“The Grand Jury.”
“Well, how could he be serving on a Grand Jury if his head was affected as you say?”
“You don’t know England,” he assured her. “Ten to one as a County magnate he stickled for it, and the High Sheriff put him on the panel to keep him amused.”
“But a Grand Jury deals sometimes with matters of life and death, does it not?”
“Often, but only in the first instance. It finds a true bill usually, and sends the cause down to be tried by judge and jury, who dispose of it. Actually the incompetence of a grand juror or two doesn’t count, if the scandal be not too glaring. . . . But I see your drift. It will be a point for the other side, no matter how lunatic the document, that after perpetrating it he was still thought capable by the High Sheriff of his county.”
“I do not know that the point struck me. I was wondering—” Here she broke off. The thought, in fact, uppermost in her mind was that he had not suggested her voyaging to England with him.
“It is a point, anyway,” he persisted. “But it won’t stand against Huskisson’s documentary proof of lunacy. . . . You see, the greater part of the property was entailed, and the poor old fool couldn’t touch it. But there’s an unentailed estate in Devonshire—Downton by name—worth about two thousand a year. By a will made in ’41, when his mind was admittedly sound, he left it to me with a charge upon it of five hundred for Lady Caroline. By a second, made three years later and duly witnessed, he left her Downton for her life; and with that I chose not to quarrel, though I could have brought evidence that he was unfit to make any will. I agreed with the infernal woman to let things stand on that. But now, being at daggers drawn with me, she digs up (if you please) a will made in ’46 and apparently sane in wording, by which, without any provision for the heir-at-law, the whole bagful, real and personal, goes to her, to be used by her and willed away, as she pleases; this, although she well knows I can prove Sir Thomas to have been a blethering idiot at the time.”
“Is it worth while?”
“Worth while?” he echoed, as if doubtful that she had understood. “The woman is doing it out of spite, of course. Very likely she is fool enough to think that, fixed here with the Atlantic between us, I shall give her the double gratification of annoying me and letting her win by default.”

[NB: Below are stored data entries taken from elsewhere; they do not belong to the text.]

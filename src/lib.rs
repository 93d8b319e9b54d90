pub use log;
pub use tessera_ecs as ecs;
pub use tessera_utils as utils;

pub mod prelude {
  pub use tessera_ecs::{
    query::filter::{With, Without},
    systems::{
      query::Query,
      resources::{Res, ResMut},
    },
    CommandBuffer, Component, EcsConfig, Entity, Phase, SystemConfig, Time, World, ECS,
  };
}

/// Installs `env_logger` as the `log` backend. Later calls are ignored.
pub fn init_logger() {
  let _ = env_logger::builder().try_init();
}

“It is a large sum,” she mused.
“Of course it is,” he agreed sharply. “An estate yielding two thousand pounds interest. You would not suggest my letting it go, I should hope!”
“Certainly not, if you cannot afford it.”
“If it were a twentieth part of the sum, I’d not be jockeyed out of it.” He laughed harshly. “As men go, I am well-to-do: but, dear, has it never occurred to you to wonder what this place and its household cost me?”
She answered with a small wry smile. “Often it has occurred to me. Often I tell myself that I am wicked to accept, as you are foolish perhaps to give, all this luxury.”